DATASET RECORDS ->
———
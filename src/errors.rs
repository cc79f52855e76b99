use thiserror::Error;

/// Error type that captures storage failures and recoverable ledger conditions.
///
/// `Io` and `Serde` are the only hard failures; every other variant is a
/// tagged outcome the caller surfaces as a user-visible message.
#[derive(Debug, Error)]
pub enum CoreError {
    #[error("IO error: {0}")]
    Io(#[from] std::io::Error),
    #[error("Serialization error: {0}")]
    Serde(#[from] serde_json::Error),
    #[error("{0} not found")]
    NotFound(String),
    #[error("{0} already exists")]
    AlreadyExists(String),
    #[error("invalid input: {0}")]
    Validation(String),
    #[error("cannot split an expense across zero members")]
    EmptyGroup,
}

pub type CoreResult<T> = Result<T, CoreError>;

impl CoreError {
    /// True for conditions that should be reported to the user rather than
    /// treated as an internal failure.
    pub fn is_recoverable(&self) -> bool {
        !matches!(self, CoreError::Io(_) | CoreError::Serde(_))
    }

    pub fn is_not_found(&self) -> bool {
        matches!(self, CoreError::NotFound(_))
    }
}
use chrono::{NaiveDate, Utc};
use serde::{Deserialize, Serialize};

use crate::errors::{CoreError, CoreResult};

/// A single expense record, owned by exactly one ledger (a user's personal
/// list or one class's shared list) for its whole lifetime.
///
/// Serialized field names follow the persisted camelCase layout.
#[derive(Debug, Clone, PartialEq, Serialize, Deserialize)]
#[serde(rename_all = "camelCase")]
pub struct Expense {
    /// Unique within the owning ledger only, never across ledgers.
    pub id: i64,
    pub product_name: String,
    pub category: String,
    pub date: NaiveDate,
    /// Full original amount. For shared expenses this is what the whole
    /// class was charged, not the per-member share.
    pub amount: f64,
    /// Username of the creator. Present only on shared expenses.
    #[serde(default, skip_serializing_if = "Option::is_none")]
    pub added_by: Option<String>,
    /// Per-member share captured when the record was last written. Readers
    /// must recompute it from `amount` and live membership; the stored value
    /// goes stale when membership changes without a matching edit.
    #[serde(default, skip_serializing_if = "Option::is_none")]
    pub shared_amount: Option<f64>,
}

impl Expense {
    pub fn personal(id: i64, input: &ExpenseInput) -> Self {
        Self {
            id,
            product_name: input.product_name.clone(),
            category: input.category.clone(),
            date: input.date,
            amount: input.amount,
            added_by: None,
            shared_amount: None,
        }
    }

    pub fn shared(id: i64, input: &ExpenseInput, added_by: &str, shared_amount: f64) -> Self {
        Self {
            added_by: Some(added_by.to_owned()),
            shared_amount: Some(shared_amount),
            ..Self::personal(id, input)
        }
    }

    /// Applies an edit to the mutable fields, leaving identity and ownership
    /// markers untouched.
    pub fn apply(&mut self, input: &ExpenseInput) {
        self.product_name = input.product_name.clone();
        self.category = input.category.clone();
        self.date = input.date;
        self.amount = input.amount;
    }
}

/// Caller-supplied fields for creating or editing an expense.
#[derive(Debug, Clone, PartialEq)]
pub struct ExpenseInput {
    pub product_name: String,
    pub category: String,
    pub date: NaiveDate,
    pub amount: f64,
}

impl ExpenseInput {
    pub fn validate(&self) -> CoreResult<()> {
        if self.product_name.trim().is_empty() {
            return Err(CoreError::Validation("product name is required".into()));
        }
        if !self.amount.is_finite() || self.amount < 0.0 {
            return Err(CoreError::Validation(format!(
                "amount must be a non-negative number, got {}",
                self.amount
            )));
        }
        Ok(())
    }
}

/// Allocates a timestamp-derived expense id that is strictly greater than
/// every id already present in the target ledger, so two records created in
/// the same instant can never collide within one ledger.
pub fn allocate_id<I>(existing: I) -> i64
where
    I: IntoIterator<Item = i64>,
{
    let now = Utc::now().timestamp_millis();
    match existing.into_iter().max() {
        Some(max) => now.max(max + 1),
        None => now,
    }
}
//! Serialized load-modify-save cycles over a storage backend.

use std::sync::Mutex;

use crate::{domain::Document, errors::CoreResult, storage::StorageBackend};

/// Wraps a backend so that every mutating operation is a whole-document
/// read-modify-write transaction under a single writer lock. Concurrent
/// updates therefore always observe each other's effects; no write can be
/// silently lost.
pub struct DocumentStore<S: StorageBackend> {
    backend: S,
    write_lock: Mutex<()>,
}

impl<S: StorageBackend> DocumentStore<S> {
    pub fn new(backend: S) -> Self {
        Self {
            backend,
            write_lock: Mutex::new(()),
        }
    }

    /// Loads a snapshot for display without taking the write lock. The
    /// result may be stale by one in-flight write, which is acceptable for
    /// read-only views.
    pub fn read(&self) -> CoreResult<Document> {
        self.backend.load()
    }

    /// Runs `f` against the current document and persists the result. A
    /// failed closure aborts the cycle and leaves storage untouched.
    pub fn update<T, F>(&self, f: F) -> CoreResult<T>
    where
        F: FnOnce(&mut Document) -> CoreResult<T>,
    {
        // A poisoned lock only means an earlier writer panicked before its
        // save; the on-disk document is still consistent, so continue.
        let _guard = self
            .write_lock
            .lock()
            .unwrap_or_else(|poisoned| poisoned.into_inner());
        let mut document = self.backend.load()?;
        let value = f(&mut document)?;
        self.backend.save(&document)?;
        Ok(value)
    }
}

#[cfg(test)]
mod tests {
    use super::*;
    use crate::{
        core::AccountService,
        errors::{CoreError, CoreResult},
    };
    use std::sync::Mutex as StdMutex;

    /// In-memory backend for exercising the transaction cycle.
    #[derive(Default)]
    struct MemoryBackend {
        document: StdMutex<Document>,
    }

    impl StorageBackend for MemoryBackend {
        fn load(&self) -> CoreResult<Document> {
            Ok(self
                .document
                .lock()
                .unwrap_or_else(|poisoned| poisoned.into_inner())
                .clone())
        }

        fn save(&self, document: &Document) -> CoreResult<()> {
            *self
                .document
                .lock()
                .unwrap_or_else(|poisoned| poisoned.into_inner()) = document.clone();
            Ok(())
        }
    }

    #[test]
    fn update_persists_the_modified_document() {
        let store = DocumentStore::new(MemoryBackend::default());
        store
            .update(|document| AccountService::register(document, "alice", "a@example.com", "pw"))
            .expect("update succeeds");
        let document = store.read().expect("read succeeds");
        assert!(document.user("alice").is_some());
    }

    #[test]
    fn failed_closure_leaves_storage_untouched() {
        let store = DocumentStore::new(MemoryBackend::default());
        store
            .update(|document| AccountService::register(document, "alice", "a@example.com", "pw"))
            .expect("seed user");

        let err = store
            .update(|document| {
                document.users.clear();
                Err::<(), _>(CoreError::Validation("boom".into()))
            })
            .expect_err("closure error propagates");
        assert!(matches!(err, CoreError::Validation(_)));

        let document = store.read().expect("read succeeds");
        assert_eq!(document.users.len(), 1, "aborted cycle must not persist");
    }

    #[test]
    fn sequential_updates_compose() {
        let store = DocumentStore::new(MemoryBackend::default());
        for name in ["alice", "bob", "carol"] {
            store
                .update(|document| {
                    AccountService::register(document, name, &format!("{name}@example.com"), "pw")
                })
                .expect("register");
        }
        assert_eq!(store.read().expect("read").users.len(), 3);
    }
}
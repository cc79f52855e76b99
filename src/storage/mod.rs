pub mod json_backend;

use crate::{domain::Document, errors::CoreError};

pub type Result<T> = std::result::Result<T, CoreError>;

/// Abstraction over persistence backends holding the whole application
/// document.
///
/// `load` on a backend that has never been written returns the empty default
/// document; any other read or decode failure is a hard error. `save` either
/// persists the full document or fails without partial effects.
pub trait StorageBackend: Send + Sync {
    fn load(&self) -> Result<Document>;
    fn save(&self, document: &Document) -> Result<()>;
}

pub use json_backend::JsonStorage;
//! User registration. Credential comparison lives outside the core; this
//! module only guards the document's uniqueness invariant.

use crate::{
    domain::{Document, User},
    errors::{CoreError, CoreResult},
};

pub struct AccountService;

impl AccountService {
    /// Appends a new user with empty ledgers. Usernames and emails are both
    /// unique across the document.
    pub fn register(
        document: &mut Document,
        username: &str,
        email: &str,
        password: &str,
    ) -> CoreResult<()> {
        if username.trim().is_empty() {
            return Err(CoreError::Validation("username is required".into()));
        }
        if email.trim().is_empty() {
            return Err(CoreError::Validation("email is required".into()));
        }
        if document.user_by_email(email).is_some() {
            return Err(CoreError::AlreadyExists(format!("email `{email}`")));
        }
        if document.user(username).is_some() {
            return Err(CoreError::AlreadyExists(format!("user `{username}`")));
        }

        document.users.push(User::new(username, email, password));
        tracing::info!(%username, "registered user");
        Ok(())
    }
}
//! Read-side monthly aggregation.
//!
//! Everything here is a projection recomputed from the document on each read;
//! none of these types are ever persisted. Shared amounts are always derived
//! from the full amount and the class's current member count, so views stay
//! correct after membership churn even when the stored share is stale.

use chrono::{Datelike, NaiveDate};
use serde::Serialize;

use crate::{
    core::split,
    domain::{Document, Expense},
    errors::{CoreError, CoreResult},
};

/// One expense as presented to the caller, annotated with its class and
/// per-member share when it came from a shared ledger.
#[derive(Debug, Clone, PartialEq, Serialize)]
#[serde(rename_all = "camelCase")]
pub struct ExpenseView {
    pub id: i64,
    pub product_name: String,
    pub category: String,
    pub date: NaiveDate,
    pub amount: f64,
    #[serde(skip_serializing_if = "Option::is_none")]
    pub class_name: Option<String>,
    #[serde(skip_serializing_if = "Option::is_none")]
    pub shared_amount: Option<f64>,
}

impl ExpenseView {
    pub fn personal(expense: &Expense) -> Self {
        Self {
            id: expense.id,
            product_name: expense.product_name.clone(),
            category: expense.category.clone(),
            date: expense.date,
            amount: expense.amount,
            class_name: None,
            shared_amount: None,
        }
    }

    pub fn shared(expense: &Expense, class_name: &str, share: f64) -> Self {
        Self {
            class_name: Some(class_name.to_owned()),
            shared_amount: Some(share),
            ..Self::personal(expense)
        }
    }

    /// What this view contributes to a bucket total: the per-member share
    /// for shared expenses, the full amount otherwise.
    pub fn effective_amount(&self) -> f64 {
        self.shared_amount.unwrap_or(self.amount)
    }
}

/// Expenses of one calendar month with their summed effective amounts.
#[derive(Debug, Clone, PartialEq, Serialize)]
pub struct MonthBucket {
    /// Display key, e.g. "March 2024".
    pub month: String,
    pub total: f64,
    pub items: Vec<ExpenseView>,
}

/// Personal and shared totals across all months, as shown on the overview.
#[derive(Debug, Clone, Copy, PartialEq, Serialize)]
pub struct LedgerTotals {
    pub personal: f64,
    pub shared: f64,
}

pub struct SummaryService;

impl SummaryService {
    /// Groups expense views into per-month buckets, ordered chronologically.
    pub fn group_by_month(items: Vec<ExpenseView>) -> Vec<MonthBucket> {
        let mut buckets: Vec<MonthBucket> = Vec::new();
        for item in items {
            push_into_month(&mut buckets, item);
        }
        finalize(&mut buckets);
        buckets
    }

    /// Overlays shared expenses onto personal month buckets.
    ///
    /// An id already present in some bucket has its share overwritten in
    /// place; anything else lands in the find-or-create bucket for its
    /// month. Totals are recomputed from the item lists afterwards, so an
    /// in-place overwrite can never leave a bucket total inconsistent.
    pub fn merge_views(
        mut buckets: Vec<MonthBucket>,
        shared: Vec<ExpenseView>,
    ) -> Vec<MonthBucket> {
        for view in shared {
            let existing = buckets.iter().enumerate().find_map(|(bucket_idx, bucket)| {
                bucket
                    .items
                    .iter()
                    .position(|item| item.id == view.id)
                    .map(|item_idx| (bucket_idx, item_idx))
            });
            match existing {
                Some((bucket_idx, item_idx)) => {
                    let item = &mut buckets[bucket_idx].items[item_idx];
                    item.shared_amount = view.shared_amount;
                    item.class_name = view.class_name;
                }
                None => push_into_month(&mut buckets, view),
            }
        }
        finalize(&mut buckets);
        buckets
    }

    /// All shared expenses visible to the user, with shares recomputed from
    /// live membership. Dangling class references are skipped.
    pub fn shared_expenses_for(document: &Document, username: &str) -> CoreResult<Vec<ExpenseView>> {
        let user = document
            .user(username)
            .ok_or_else(|| CoreError::NotFound(format!("user `{username}`")))?;

        let mut views = Vec::new();
        for class_id in &user.joined_classes {
            let Some(class) = document.class(class_id) else {
                tracing::warn!(%username, %class_id, "user references a missing class");
                continue;
            };
            if !class.is_member(username) {
                continue;
            }
            for expense in &class.expenses {
                let share = split::compute_share(expense.amount, class.member_count())?;
                views.push(ExpenseView::shared(expense, &class.class_name, share));
            }
        }
        Ok(views)
    }

    /// The combined monthly report: personal buckets merged with every
    /// shared expense the user can see.
    pub fn monthly_overview(document: &Document, username: &str) -> CoreResult<Vec<MonthBucket>> {
        let user = document
            .user(username)
            .ok_or_else(|| CoreError::NotFound(format!("user `{username}`")))?;
        let personal = user.expenses.iter().map(ExpenseView::personal).collect();
        let buckets = Self::group_by_month(personal);
        let shared = Self::shared_expenses_for(document, username)?;
        Ok(Self::merge_views(buckets, shared))
    }

    /// Running totals for the overview header.
    pub fn totals(document: &Document, username: &str) -> CoreResult<LedgerTotals> {
        let user = document
            .user(username)
            .ok_or_else(|| CoreError::NotFound(format!("user `{username}`")))?;
        let personal = user.expenses.iter().map(|expense| expense.amount).sum();
        let shared = Self::shared_expenses_for(document, username)?
            .iter()
            .map(ExpenseView::effective_amount)
            .sum();
        Ok(LedgerTotals { personal, shared })
    }
}

fn month_key(date: NaiveDate) -> String {
    date.format("%B %Y").to_string()
}

/// Appends the view to the bucket for its month, creating one if needed.
fn push_into_month(buckets: &mut Vec<MonthBucket>, view: ExpenseView) {
    let key = month_key(view.date);
    match buckets.iter().position(|bucket| bucket.month == key) {
        Some(index) => buckets[index].items.push(view),
        None => buckets.push(MonthBucket {
            month: key,
            total: 0.0,
            items: vec![view],
        }),
    }
}

/// Recomputes every bucket total from its items and orders buckets
/// chronologically. Buckets always hold at least one item.
fn finalize(buckets: &mut [MonthBucket]) {
    for bucket in buckets.iter_mut() {
        bucket.total = bucket.items.iter().map(ExpenseView::effective_amount).sum();
    }
    buckets.sort_by_key(|bucket| {
        bucket
            .items
            .first()
            .map(|item| (item.date.year(), item.date.month()))
            .unwrap_or_default()
    });
}

#[cfg(test)]
mod tests {
    use super::*;
    use crate::{
        core::{ExpenseService, MembershipService},
        domain::{ExpenseInput, User},
    };

    fn view(id: i64, date: (i32, u32, u32), amount: f64) -> ExpenseView {
        ExpenseView {
            id,
            product_name: format!("item-{id}"),
            category: "General".into(),
            date: NaiveDate::from_ymd_opt(date.0, date.1, date.2).unwrap(),
            amount,
            class_name: None,
            shared_amount: None,
        }
    }

    fn shared_view(id: i64, date: (i32, u32, u32), amount: f64, share: f64) -> ExpenseView {
        ExpenseView {
            class_name: Some("Class-1".into()),
            shared_amount: Some(share),
            ..view(id, date, amount)
        }
    }

    #[test]
    fn groups_by_calendar_month_with_totals() {
        let buckets = SummaryService::group_by_month(vec![
            view(1, (2024, 1, 15), 20.0),
            view(2, (2024, 2, 1), 30.0),
        ]);
        assert_eq!(buckets.len(), 2);
        assert_eq!(buckets[0].month, "January 2024");
        assert_eq!(buckets[0].total, 20.0);
        assert_eq!(buckets[1].month, "February 2024");
        assert_eq!(buckets[1].total, 30.0);
    }

    #[test]
    fn buckets_are_ordered_chronologically_across_years() {
        let buckets = SummaryService::group_by_month(vec![
            view(1, (2024, 2, 10), 1.0),
            view(2, (2023, 12, 1), 2.0),
            view(3, (2024, 1, 5), 3.0),
        ]);
        let months: Vec<_> = buckets.iter().map(|bucket| bucket.month.as_str()).collect();
        assert_eq!(months, ["December 2023", "January 2024", "February 2024"]);
    }

    #[test]
    fn same_month_name_in_different_years_stays_separate() {
        let buckets = SummaryService::group_by_month(vec![
            view(1, (2023, 3, 1), 5.0),
            view(2, (2024, 3, 1), 7.0),
        ]);
        assert_eq!(buckets.len(), 2);
        assert_eq!(buckets[0].month, "March 2023");
        assert_eq!(buckets[1].month, "March 2024");
    }

    #[test]
    fn merge_appends_shared_expenses_into_their_month() {
        let buckets = SummaryService::group_by_month(vec![view(1, (2024, 1, 15), 20.0)]);
        let merged =
            SummaryService::merge_views(buckets, vec![shared_view(2, (2024, 1, 20), 40.0, 20.0)]);
        assert_eq!(merged.len(), 1);
        assert_eq!(merged[0].items.len(), 2);
        assert_eq!(merged[0].total, 40.0, "20 personal + 20 share");
    }

    #[test]
    fn merge_creates_new_buckets_for_unseen_months() {
        let buckets = SummaryService::group_by_month(vec![view(1, (2024, 1, 15), 20.0)]);
        let merged =
            SummaryService::merge_views(buckets, vec![shared_view(2, (2024, 3, 2), 60.0, 30.0)]);
        assert_eq!(merged.len(), 2);
        assert_eq!(merged[1].month, "March 2024");
        assert_eq!(merged[1].total, 30.0);
    }

    #[test]
    fn merge_overwrite_keeps_totals_consistent() {
        // Same id on both sides: the merge must overwrite the share in place
        // and the bucket total must reflect the overwritten value.
        let buckets = SummaryService::group_by_month(vec![view(5, (2024, 1, 15), 100.0)]);
        let merged =
            SummaryService::merge_views(buckets, vec![shared_view(5, (2024, 1, 15), 100.0, 25.0)]);
        assert_eq!(merged.len(), 1);
        assert_eq!(merged[0].items.len(), 1);
        assert_eq!(merged[0].total, 25.0);
    }

    #[test]
    fn merged_totals_conserve_input_amounts() {
        let personal = vec![view(1, (2024, 1, 3), 10.0), view(2, (2024, 2, 3), 15.0)];
        let shared = vec![
            shared_view(3, (2024, 1, 9), 50.0, 25.0),
            shared_view(4, (2024, 4, 9), 30.0, 10.0),
        ];
        let expected: f64 = 10.0 + 15.0 + 25.0 + 10.0;

        let merged = SummaryService::merge_views(SummaryService::group_by_month(personal), shared);
        let total: f64 = merged.iter().map(|bucket| bucket.total).sum();
        assert!((total - expected).abs() < 1e-9, "got {total}");
    }

    #[test]
    fn shared_views_recompute_stale_stored_shares() {
        let mut document = Document::default();
        for name in ["alice", "bob", "carol"] {
            document
                .users
                .push(User::new(name, format!("{name}@example.com"), "pw"));
        }
        let class_id = MembershipService::create_class(&mut document, "alice").expect("create");
        MembershipService::join_class(&mut document, "bob", &class_id).expect("join");
        let input = ExpenseInput {
            product_name: "Rent".into(),
            category: "Housing".into(),
            date: NaiveDate::from_ymd_opt(2024, 5, 1).unwrap(),
            amount: 100.0,
        };
        ExpenseService::add(&mut document, "alice", &input, Some(&class_id)).expect("add");
        // Stored share is 50; carol joining makes it stale.
        MembershipService::join_class(&mut document, "carol", &class_id).expect("join");

        for member in ["alice", "bob", "carol"] {
            let views = SummaryService::shared_expenses_for(&document, member).expect("views");
            assert_eq!(views.len(), 1);
            let share = views[0].shared_amount.expect("share present");
            assert!((share - 100.0 / 3.0).abs() < 1e-9, "got {share}");
        }
    }

    #[test]
    fn totals_split_personal_and_shared() {
        let mut document = Document::default();
        for name in ["alice", "bob"] {
            document
                .users
                .push(User::new(name, format!("{name}@example.com"), "pw"));
        }
        let class_id = MembershipService::create_class(&mut document, "alice").expect("create");
        MembershipService::join_class(&mut document, "bob", &class_id).expect("join");
        let date = NaiveDate::from_ymd_opt(2024, 5, 1).unwrap();
        let personal = ExpenseInput {
            product_name: "Book".into(),
            category: "Leisure".into(),
            date,
            amount: 12.0,
        };
        let shared = ExpenseInput {
            product_name: "Pizza".into(),
            category: "Food".into(),
            date,
            amount: 100.0,
        };
        ExpenseService::add(&mut document, "alice", &personal, None).expect("add");
        ExpenseService::add(&mut document, "alice", &shared, Some(&class_id)).expect("add");

        let totals = SummaryService::totals(&document, "alice").expect("totals");
        assert_eq!(totals.personal, 12.0);
        assert_eq!(totals.shared, 50.0);

        let bob = SummaryService::totals(&document, "bob").expect("totals");
        assert_eq!(bob.personal, 0.0);
        assert_eq!(bob.shared, 50.0);
    }
}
———
ASSIGNED TASK -> Scan the data above for the string "required". Copy every line in which it appears.

ANSWER BOX ->
            return Err(CoreError::Validation("product name is required".into()));
            return Err(CoreError::Validation("username is required".into()));
            return Err(CoreError::Validation("email is required".into()));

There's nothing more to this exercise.